* _ACTION ITEM_
Lines in the listing below containing the string "state" are to be identified and copied.

* _DATA RECORDS_

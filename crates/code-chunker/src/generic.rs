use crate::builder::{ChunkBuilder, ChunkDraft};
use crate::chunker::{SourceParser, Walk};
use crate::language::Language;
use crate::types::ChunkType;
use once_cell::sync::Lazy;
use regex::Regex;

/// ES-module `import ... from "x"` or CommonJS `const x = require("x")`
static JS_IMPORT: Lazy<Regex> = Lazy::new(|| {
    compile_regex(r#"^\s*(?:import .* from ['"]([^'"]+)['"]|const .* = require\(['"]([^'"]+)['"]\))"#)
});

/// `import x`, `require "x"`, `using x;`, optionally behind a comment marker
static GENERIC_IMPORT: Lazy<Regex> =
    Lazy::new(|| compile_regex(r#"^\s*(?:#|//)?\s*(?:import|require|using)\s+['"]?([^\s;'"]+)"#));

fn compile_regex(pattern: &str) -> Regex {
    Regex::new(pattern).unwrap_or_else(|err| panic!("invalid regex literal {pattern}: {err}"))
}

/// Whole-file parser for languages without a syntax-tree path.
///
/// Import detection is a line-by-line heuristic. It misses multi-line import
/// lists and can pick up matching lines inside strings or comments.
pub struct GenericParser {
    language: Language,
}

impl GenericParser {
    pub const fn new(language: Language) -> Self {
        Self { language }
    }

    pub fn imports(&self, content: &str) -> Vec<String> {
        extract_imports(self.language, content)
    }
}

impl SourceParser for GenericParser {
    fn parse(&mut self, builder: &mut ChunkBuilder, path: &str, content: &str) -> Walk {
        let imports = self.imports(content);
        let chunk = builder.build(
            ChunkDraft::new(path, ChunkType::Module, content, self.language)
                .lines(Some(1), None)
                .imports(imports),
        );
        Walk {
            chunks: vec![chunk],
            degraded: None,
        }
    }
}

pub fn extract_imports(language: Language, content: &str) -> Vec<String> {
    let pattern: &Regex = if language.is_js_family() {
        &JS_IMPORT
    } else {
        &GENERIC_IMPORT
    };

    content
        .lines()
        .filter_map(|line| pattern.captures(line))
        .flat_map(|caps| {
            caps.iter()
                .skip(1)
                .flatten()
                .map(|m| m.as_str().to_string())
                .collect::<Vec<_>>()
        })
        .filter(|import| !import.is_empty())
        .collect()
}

...

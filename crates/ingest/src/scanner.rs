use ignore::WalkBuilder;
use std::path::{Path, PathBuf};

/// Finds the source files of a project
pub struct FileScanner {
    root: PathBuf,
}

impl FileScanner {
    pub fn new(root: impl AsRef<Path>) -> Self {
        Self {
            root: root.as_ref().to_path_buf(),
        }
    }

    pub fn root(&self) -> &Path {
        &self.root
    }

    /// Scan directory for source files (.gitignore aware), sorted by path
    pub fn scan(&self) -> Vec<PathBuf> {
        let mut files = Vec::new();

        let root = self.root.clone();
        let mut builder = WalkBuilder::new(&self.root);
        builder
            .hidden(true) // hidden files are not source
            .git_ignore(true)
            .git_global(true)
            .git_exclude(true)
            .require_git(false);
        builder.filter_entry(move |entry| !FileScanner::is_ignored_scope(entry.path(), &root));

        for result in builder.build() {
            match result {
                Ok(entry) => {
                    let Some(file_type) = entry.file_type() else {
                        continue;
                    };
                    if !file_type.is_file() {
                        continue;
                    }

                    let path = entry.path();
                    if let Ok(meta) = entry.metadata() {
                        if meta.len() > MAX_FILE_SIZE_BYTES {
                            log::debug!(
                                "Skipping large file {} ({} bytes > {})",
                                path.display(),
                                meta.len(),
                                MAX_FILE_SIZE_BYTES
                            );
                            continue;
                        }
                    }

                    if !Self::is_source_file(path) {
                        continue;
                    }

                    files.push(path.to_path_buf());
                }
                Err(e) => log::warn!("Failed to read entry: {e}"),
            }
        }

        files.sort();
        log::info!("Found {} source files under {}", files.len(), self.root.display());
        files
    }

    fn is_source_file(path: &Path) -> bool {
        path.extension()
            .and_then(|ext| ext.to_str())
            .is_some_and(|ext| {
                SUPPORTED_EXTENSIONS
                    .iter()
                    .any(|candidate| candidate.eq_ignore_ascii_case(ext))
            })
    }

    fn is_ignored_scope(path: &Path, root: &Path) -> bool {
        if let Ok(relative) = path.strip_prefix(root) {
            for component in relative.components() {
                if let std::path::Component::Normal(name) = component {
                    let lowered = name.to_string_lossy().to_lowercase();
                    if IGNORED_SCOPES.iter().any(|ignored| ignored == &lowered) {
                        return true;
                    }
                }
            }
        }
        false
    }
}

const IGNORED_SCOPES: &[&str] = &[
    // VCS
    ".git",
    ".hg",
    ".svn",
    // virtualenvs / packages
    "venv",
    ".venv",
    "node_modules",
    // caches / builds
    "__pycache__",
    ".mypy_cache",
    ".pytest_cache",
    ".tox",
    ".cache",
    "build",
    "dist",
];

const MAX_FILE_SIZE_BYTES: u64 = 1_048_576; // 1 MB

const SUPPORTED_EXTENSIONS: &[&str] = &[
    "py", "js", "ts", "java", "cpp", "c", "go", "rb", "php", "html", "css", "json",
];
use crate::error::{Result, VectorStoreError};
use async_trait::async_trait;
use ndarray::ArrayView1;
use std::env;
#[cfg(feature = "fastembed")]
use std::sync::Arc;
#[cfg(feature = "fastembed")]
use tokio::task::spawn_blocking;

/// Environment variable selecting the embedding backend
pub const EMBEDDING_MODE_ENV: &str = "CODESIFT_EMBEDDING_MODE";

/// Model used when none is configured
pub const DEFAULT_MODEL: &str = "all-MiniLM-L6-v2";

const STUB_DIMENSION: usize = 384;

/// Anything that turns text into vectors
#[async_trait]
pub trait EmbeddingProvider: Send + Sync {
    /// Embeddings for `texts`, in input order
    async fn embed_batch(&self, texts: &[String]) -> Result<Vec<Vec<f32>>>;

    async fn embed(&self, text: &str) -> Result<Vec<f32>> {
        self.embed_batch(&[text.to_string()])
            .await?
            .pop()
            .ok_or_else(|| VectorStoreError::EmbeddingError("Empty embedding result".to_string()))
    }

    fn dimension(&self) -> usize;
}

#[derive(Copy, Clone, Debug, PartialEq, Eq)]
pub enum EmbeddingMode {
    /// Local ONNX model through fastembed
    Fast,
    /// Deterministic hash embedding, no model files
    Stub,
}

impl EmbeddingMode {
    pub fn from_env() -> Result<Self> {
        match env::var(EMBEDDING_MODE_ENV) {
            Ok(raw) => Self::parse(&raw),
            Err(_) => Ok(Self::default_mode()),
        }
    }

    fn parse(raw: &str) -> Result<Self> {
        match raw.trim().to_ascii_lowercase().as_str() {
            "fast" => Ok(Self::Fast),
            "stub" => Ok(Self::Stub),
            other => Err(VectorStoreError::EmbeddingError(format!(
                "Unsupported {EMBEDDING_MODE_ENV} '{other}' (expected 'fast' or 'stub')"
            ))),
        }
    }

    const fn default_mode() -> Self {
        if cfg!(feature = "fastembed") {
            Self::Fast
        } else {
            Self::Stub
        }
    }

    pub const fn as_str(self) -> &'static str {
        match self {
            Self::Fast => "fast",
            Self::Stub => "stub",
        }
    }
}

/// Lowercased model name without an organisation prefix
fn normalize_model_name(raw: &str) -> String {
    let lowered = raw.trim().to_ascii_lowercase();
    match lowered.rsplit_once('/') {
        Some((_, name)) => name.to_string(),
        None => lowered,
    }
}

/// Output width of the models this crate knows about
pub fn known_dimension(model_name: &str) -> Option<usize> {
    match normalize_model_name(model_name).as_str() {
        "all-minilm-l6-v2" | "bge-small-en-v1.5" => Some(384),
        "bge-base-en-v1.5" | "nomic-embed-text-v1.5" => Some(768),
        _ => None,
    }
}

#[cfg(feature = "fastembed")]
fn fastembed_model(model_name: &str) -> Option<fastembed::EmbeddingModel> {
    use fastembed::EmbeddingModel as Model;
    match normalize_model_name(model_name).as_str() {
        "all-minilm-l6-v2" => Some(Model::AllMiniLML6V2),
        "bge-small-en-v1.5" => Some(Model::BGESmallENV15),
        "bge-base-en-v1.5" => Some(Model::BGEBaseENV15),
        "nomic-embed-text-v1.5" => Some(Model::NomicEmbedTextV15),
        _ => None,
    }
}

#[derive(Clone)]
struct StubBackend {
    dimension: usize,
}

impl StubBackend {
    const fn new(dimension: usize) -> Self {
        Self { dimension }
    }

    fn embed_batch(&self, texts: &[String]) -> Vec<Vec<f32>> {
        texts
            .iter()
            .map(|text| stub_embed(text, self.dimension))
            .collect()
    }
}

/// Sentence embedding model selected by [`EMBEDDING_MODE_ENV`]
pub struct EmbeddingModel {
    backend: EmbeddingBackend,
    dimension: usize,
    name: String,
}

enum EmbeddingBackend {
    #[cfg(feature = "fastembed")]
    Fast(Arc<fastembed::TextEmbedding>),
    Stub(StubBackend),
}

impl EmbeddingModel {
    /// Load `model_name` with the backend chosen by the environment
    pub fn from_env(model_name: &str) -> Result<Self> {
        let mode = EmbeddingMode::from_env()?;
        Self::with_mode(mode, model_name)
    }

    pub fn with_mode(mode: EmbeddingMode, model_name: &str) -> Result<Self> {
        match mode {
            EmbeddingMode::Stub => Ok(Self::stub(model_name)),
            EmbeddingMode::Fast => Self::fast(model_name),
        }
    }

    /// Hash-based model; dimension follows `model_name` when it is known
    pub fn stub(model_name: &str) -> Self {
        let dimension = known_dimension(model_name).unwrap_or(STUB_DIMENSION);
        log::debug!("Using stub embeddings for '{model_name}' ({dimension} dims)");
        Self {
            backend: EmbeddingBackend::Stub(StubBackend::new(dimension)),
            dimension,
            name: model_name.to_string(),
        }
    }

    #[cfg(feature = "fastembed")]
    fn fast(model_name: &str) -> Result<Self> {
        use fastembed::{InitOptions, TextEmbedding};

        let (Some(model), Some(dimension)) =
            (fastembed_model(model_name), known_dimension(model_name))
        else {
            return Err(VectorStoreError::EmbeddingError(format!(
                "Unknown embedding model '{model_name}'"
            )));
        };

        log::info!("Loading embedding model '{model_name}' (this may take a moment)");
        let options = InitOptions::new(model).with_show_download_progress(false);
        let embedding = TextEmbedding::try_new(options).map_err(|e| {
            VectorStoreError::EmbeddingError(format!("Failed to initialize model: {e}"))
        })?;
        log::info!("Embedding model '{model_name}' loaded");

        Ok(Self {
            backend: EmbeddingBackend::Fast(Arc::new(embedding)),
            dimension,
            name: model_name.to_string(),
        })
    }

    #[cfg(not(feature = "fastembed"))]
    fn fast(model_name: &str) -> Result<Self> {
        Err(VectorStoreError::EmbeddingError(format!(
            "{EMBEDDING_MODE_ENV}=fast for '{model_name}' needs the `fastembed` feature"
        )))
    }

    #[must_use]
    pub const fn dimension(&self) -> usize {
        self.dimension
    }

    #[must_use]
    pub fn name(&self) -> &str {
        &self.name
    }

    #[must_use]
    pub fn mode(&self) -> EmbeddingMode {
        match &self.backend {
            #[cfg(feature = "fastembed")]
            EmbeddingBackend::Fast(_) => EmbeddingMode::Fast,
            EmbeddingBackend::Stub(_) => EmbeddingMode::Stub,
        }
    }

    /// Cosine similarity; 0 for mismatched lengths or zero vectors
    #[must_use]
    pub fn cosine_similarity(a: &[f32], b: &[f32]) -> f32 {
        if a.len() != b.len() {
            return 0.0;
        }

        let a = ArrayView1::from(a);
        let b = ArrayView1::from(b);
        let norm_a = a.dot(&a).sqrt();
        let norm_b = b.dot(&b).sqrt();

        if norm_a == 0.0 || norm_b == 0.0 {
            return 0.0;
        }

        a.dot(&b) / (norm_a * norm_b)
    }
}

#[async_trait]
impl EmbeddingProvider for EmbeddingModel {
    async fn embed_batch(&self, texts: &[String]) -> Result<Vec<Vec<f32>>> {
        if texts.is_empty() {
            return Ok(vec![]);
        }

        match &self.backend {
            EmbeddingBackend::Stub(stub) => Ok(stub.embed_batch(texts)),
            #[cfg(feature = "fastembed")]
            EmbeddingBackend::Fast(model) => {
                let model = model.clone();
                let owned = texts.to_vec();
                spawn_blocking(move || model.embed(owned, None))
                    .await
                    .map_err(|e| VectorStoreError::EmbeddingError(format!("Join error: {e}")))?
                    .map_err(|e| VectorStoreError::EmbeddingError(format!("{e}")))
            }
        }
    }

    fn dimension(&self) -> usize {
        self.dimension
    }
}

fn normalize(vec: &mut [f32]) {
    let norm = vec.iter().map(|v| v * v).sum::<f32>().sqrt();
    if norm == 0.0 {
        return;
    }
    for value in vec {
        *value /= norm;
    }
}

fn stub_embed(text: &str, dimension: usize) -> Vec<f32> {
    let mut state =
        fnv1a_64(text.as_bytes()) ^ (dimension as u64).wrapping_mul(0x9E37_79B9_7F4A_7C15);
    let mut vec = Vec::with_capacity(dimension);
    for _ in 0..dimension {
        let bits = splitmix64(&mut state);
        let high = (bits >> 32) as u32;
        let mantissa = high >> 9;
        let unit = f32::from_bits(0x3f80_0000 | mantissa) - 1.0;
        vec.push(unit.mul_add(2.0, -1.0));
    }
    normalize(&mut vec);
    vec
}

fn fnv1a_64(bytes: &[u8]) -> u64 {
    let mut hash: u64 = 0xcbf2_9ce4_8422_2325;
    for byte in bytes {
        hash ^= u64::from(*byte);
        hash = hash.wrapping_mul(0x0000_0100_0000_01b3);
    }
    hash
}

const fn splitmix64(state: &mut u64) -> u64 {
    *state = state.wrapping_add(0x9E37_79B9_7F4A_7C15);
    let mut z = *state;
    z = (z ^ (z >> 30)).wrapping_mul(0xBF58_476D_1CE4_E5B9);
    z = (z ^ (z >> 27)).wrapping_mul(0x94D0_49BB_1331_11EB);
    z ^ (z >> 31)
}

* _WRITTEN SOLUTION_
    let mut state =
        let bits = splitmix64(&mut state);
const fn splitmix64(state: &mut u64) -> u64 {
    *state = state.wrapping_add(0x9E37_79B9_7F4A_7C15);
    let mut z = *state;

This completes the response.